*** RECORD EXCERPTS Section Begins ***
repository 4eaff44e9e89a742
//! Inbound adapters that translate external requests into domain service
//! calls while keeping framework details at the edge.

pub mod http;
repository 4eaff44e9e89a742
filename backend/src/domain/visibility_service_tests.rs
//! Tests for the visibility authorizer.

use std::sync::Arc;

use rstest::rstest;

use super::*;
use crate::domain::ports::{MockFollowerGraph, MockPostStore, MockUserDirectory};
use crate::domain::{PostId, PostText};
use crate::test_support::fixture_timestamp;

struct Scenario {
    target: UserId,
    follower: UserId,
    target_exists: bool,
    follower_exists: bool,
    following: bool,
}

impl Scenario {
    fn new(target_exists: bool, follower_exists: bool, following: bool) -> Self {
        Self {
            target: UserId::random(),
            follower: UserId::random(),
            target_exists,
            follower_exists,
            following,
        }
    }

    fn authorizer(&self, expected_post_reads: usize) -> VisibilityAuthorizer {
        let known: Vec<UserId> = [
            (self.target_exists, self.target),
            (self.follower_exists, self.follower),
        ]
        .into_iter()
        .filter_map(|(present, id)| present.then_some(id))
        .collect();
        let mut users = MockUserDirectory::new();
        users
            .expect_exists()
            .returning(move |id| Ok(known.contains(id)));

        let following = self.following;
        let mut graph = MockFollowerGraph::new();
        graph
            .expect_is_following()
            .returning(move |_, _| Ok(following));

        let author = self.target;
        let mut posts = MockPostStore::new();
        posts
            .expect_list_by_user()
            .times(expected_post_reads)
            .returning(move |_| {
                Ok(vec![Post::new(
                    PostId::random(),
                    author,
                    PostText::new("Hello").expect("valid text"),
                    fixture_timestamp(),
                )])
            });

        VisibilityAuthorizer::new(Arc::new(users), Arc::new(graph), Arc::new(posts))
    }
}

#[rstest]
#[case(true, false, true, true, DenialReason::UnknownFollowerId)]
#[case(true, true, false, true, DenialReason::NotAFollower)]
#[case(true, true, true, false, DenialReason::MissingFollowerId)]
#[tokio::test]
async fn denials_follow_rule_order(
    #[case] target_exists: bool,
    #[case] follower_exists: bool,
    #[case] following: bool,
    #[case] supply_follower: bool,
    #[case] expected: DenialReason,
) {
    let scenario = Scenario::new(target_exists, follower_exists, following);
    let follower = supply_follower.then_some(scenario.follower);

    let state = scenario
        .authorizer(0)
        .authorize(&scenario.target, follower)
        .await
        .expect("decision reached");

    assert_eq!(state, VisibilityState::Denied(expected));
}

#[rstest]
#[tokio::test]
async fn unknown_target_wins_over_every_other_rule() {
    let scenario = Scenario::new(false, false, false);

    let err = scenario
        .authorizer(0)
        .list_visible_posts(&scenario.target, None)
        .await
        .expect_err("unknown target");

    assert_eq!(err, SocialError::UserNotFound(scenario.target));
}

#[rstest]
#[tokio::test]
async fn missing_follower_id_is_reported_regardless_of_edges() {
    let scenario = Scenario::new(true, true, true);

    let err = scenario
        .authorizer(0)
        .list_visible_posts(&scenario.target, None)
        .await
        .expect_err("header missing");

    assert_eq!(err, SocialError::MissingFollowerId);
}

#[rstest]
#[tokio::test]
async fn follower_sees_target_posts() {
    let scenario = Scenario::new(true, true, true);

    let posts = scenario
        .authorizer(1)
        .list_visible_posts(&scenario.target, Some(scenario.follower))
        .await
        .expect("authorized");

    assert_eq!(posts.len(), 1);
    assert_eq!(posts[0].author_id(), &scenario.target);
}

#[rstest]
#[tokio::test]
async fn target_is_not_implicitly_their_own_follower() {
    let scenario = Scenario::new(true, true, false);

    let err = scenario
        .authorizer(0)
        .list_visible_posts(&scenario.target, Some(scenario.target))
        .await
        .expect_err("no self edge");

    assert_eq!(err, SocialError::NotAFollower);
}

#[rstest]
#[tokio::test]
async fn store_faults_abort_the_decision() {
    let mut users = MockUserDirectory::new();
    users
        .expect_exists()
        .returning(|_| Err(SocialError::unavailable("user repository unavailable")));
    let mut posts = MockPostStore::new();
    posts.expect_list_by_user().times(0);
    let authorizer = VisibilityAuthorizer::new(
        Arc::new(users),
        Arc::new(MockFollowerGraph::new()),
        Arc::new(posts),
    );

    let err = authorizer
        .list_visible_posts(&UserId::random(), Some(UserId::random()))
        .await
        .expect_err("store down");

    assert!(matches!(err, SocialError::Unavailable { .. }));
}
*** RECORD EXCERPTS Section Ends ***
** DIRECTIONS FOR THIS TASK **
Copy out each entry precisely. Leave nothing out.

** RESULT OF THIS EXERCISE **
repository 4eaff44e9e89a742
//! Inbound adapters that translate external requests into domain service
//! calls while keeping framework details at the edge.

pub mod http;
repository 4eaff44e9e89a742
filename backend/src/domain/visibility_service_tests.rs
//! Tests for the visibility authorizer.

use std::sync::Arc;

use rstest::rstest;

use super::*;
use crate::domain::ports::{MockFollowerGraph, MockPostStore, MockUserDirectory};
use crate::domain::{PostId, PostText};
use crate::test_support::fixture_timestamp;

struct Scenario {
    target: UserId,
    follower: UserId,
    target_exists: bool,
    follower_exists: bool,
    following: bool,
}

impl Scenario {
    fn new(target_exists: bool, follower_exists: bool, following: bool) -> Self {
        Self {
            target: UserId::random(),
            follower: UserId::random(),
            target_exists,
            follower_exists,
            following,
        }
    }

    fn authorizer(&self, expected_post_reads: usize) -> VisibilityAuthorizer {
        let known: Vec<UserId> = [
            (self.target_exists, self.target),
            (self.follower_exists, self.follower),
        ]
        .into_iter()
        .filter_map(|(present, id)| present.then_some(id))
        .collect();
        let mut users = MockUserDirectory::new();
        users
            .expect_exists()
            .returning(move |id| Ok(known.contains(id)));

        let following = self.following;
        let mut graph = MockFollowerGraph::new();
        graph
            .expect_is_following()
            .returning(move |_, _| Ok(following));

        let author = self.target;
        let mut posts = MockPostStore::new();
        posts
            .expect_list_by_user()
            .times(expected_post_reads)
            .returning(move |_| {
                Ok(vec![Post::new(
                    PostId::random(),
                    author,
                    PostText::new("Hello").expect("valid text"),
                    fixture_timestamp(),
                )])
            });

        VisibilityAuthorizer::new(Arc::new(users), Arc::new(graph), Arc::new(posts))
    }
}

#[rstest]
#[case(true, false, true, true, DenialReason::UnknownFollowerId)]
#[case(true, true, false, true, DenialReason::NotAFollower)]
#[case(true, true, true, false, DenialReason::MissingFollowerId)]
#[tokio::test]
async fn denials_follow_rule_order(
    #[case] target_exists: bool,
    #[case] follower_exists: bool,
    #[case] following: bool,
    #[case] supply_follower: bool,
    #[case] expected: DenialReason,
) {
    let scenario = Scenario::new(target_exists, follower_exists, following);
    let follower = supply_follower.then_some(scenario.follower);

    let state = scenario
        .authorizer(0)
        .authorize(&scenario.target, follower)
        .await
        .expect("decision reached");

    assert_eq!(state, VisibilityState::Denied(expected));
}

#[rstest]
#[tokio::test]
async fn unknown_target_wins_over_every_other_rule() {
    let scenario = Scenario::new(false, false, false);

    let err = scenario
        .authorizer(0)
        .list_visible_posts(&scenario.target, None)
        .await
        .expect_err("unknown target");

    assert_eq!(err, SocialError::UserNotFound(scenario.target));
}

#[rstest]
#[tokio::test]
async fn missing_follower_id_is_reported_regardless_of_edges() {
    let scenario = Scenario::new(true, true, true);

    let err = scenario
        .authorizer(0)
        .list_visible_posts(&scenario.target, None)
        .await
        .expect_err("header missing");

    assert_eq!(err, SocialError::MissingFollowerId);
}

#[rstest]
#[tokio::test]
async fn follower_sees_target_posts() {
    let scenario = Scenario::new(true, true, true);

    let posts = scenario
        .authorizer(1)
        .list_visible_posts(&scenario.target, Some(scenario.follower))
        .await
        .expect("authorized");

    assert_eq!(posts.len(), 1);
    assert_eq!(posts[0].author_id(), &scenario.target);
}

#[rstest]
#[tokio::test]
async fn target_is_not_implicitly_their_own_follower() {
    let scenario = Scenario::new(true, true, false);

    let err = scenario
        .authorizer(0)
        .list_visible_posts(&scenario.target, Some(scenario.target))
        .await
        .expect_err("no self edge");

    assert_eq!(err, SocialError::NotAFollower);
}

#[rstest]
#[tokio::test]
async fn store_faults_abort_the_decision() {
    let mut users = MockUserDirectory::new();
    users
        .expect_exists()
        .returning(|_| Err(SocialError::unavailable("user repository unavailable")));
    let mut posts = MockPostStore::new();
    posts.expect_list_by_user().times(0);
    let authorizer = VisibilityAuthorizer::new(
        Arc::new(users),
        Arc::new(MockFollowerGraph::new()),
        Arc::new(posts),
    );

    let err = authorizer
        .list_visible_posts(&UserId::random(), Some(UserId::random()))
        .await
        .expect_err("store down");

    assert!(matches!(err, SocialError::Unavailable { .. }));
}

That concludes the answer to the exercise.